[Data for processing]
------------------------

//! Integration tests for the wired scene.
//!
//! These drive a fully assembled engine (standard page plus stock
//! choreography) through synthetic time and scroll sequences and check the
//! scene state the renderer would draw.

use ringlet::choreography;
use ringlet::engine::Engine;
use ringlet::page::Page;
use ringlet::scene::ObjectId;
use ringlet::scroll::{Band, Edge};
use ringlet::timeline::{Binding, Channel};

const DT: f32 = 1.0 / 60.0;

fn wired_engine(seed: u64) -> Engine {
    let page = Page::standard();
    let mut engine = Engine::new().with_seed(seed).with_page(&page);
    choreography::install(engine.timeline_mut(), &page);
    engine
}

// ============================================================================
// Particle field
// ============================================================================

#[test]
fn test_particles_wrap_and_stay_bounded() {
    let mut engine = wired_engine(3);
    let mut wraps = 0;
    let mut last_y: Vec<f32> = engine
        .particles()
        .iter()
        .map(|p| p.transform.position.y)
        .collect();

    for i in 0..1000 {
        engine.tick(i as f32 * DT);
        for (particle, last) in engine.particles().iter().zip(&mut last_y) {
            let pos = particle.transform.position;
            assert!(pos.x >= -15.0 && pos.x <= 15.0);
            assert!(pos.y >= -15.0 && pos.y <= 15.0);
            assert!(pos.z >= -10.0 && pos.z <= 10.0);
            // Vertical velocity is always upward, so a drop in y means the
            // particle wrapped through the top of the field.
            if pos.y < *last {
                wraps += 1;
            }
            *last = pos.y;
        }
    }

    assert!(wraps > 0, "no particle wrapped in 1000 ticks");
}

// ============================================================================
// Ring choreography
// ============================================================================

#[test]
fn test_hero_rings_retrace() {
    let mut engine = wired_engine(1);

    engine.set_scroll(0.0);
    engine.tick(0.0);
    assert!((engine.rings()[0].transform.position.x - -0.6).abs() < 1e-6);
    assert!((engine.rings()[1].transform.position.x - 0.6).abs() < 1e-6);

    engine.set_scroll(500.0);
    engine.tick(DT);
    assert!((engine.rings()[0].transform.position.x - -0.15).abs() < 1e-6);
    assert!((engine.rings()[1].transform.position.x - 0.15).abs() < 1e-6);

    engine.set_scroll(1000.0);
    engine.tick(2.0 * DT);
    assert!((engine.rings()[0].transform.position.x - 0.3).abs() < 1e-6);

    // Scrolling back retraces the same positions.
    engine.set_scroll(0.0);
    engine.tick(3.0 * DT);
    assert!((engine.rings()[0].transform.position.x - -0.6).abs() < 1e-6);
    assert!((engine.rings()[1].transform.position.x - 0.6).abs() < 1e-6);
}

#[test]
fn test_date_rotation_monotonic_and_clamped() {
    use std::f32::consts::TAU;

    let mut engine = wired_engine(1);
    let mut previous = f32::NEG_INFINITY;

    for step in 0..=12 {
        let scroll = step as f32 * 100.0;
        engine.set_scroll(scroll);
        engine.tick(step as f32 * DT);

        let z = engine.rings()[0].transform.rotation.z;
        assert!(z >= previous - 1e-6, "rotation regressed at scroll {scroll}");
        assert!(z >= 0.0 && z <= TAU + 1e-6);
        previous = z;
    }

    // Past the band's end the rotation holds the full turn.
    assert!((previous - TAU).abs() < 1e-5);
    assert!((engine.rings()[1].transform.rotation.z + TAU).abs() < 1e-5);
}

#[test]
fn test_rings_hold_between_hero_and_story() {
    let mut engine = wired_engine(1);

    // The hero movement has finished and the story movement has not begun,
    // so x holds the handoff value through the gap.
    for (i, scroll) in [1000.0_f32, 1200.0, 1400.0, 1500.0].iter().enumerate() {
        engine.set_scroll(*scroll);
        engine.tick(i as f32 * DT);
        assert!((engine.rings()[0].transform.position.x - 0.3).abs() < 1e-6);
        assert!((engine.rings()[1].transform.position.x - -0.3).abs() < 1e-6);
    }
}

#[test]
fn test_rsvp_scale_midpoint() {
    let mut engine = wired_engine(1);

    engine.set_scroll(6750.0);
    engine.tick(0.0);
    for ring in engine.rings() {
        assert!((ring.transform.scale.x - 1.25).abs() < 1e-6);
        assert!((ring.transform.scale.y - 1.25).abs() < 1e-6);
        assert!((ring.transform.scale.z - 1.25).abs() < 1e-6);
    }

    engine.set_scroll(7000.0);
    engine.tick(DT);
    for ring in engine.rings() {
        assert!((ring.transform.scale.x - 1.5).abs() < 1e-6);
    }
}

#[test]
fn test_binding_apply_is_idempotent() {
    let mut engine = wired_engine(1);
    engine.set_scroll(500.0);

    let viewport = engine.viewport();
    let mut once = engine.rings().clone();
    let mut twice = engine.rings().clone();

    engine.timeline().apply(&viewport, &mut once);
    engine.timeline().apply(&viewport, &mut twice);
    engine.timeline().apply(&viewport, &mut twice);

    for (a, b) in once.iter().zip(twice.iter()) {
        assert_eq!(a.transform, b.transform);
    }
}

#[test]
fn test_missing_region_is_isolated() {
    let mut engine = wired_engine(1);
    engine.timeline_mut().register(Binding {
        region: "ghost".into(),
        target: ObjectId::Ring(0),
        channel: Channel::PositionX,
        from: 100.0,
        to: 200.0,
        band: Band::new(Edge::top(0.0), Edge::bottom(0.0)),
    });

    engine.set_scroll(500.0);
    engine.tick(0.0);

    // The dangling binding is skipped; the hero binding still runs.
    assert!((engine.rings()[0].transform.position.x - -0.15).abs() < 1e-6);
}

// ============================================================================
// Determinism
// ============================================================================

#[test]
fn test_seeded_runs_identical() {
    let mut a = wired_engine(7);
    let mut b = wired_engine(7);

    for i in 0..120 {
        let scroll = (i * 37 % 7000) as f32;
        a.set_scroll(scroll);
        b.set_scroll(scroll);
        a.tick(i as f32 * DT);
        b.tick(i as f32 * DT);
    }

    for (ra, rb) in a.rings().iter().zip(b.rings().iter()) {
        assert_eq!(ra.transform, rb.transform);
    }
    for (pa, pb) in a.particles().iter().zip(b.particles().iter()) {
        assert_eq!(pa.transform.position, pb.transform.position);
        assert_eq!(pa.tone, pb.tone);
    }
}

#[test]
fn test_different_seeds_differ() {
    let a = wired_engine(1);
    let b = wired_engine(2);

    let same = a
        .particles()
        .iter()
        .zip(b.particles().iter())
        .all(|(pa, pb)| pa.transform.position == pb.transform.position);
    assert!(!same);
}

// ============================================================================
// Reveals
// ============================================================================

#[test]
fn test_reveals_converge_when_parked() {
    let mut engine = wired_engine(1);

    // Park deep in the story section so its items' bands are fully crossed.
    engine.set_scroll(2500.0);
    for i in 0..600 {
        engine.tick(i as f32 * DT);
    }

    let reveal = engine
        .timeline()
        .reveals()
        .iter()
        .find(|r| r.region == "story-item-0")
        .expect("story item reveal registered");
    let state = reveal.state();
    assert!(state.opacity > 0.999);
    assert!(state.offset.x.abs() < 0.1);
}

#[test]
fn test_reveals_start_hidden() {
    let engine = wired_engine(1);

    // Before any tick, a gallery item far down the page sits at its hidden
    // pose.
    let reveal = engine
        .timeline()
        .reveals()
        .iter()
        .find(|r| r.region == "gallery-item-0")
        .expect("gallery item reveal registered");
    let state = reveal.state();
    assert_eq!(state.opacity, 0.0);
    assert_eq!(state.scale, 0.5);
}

------------------------

[What is expected] The lines to return are those in the material above that hold "same".

[Answer to this problem]
    // Scrolling back retraces the same positions.
    let same = a
    assert!(!same);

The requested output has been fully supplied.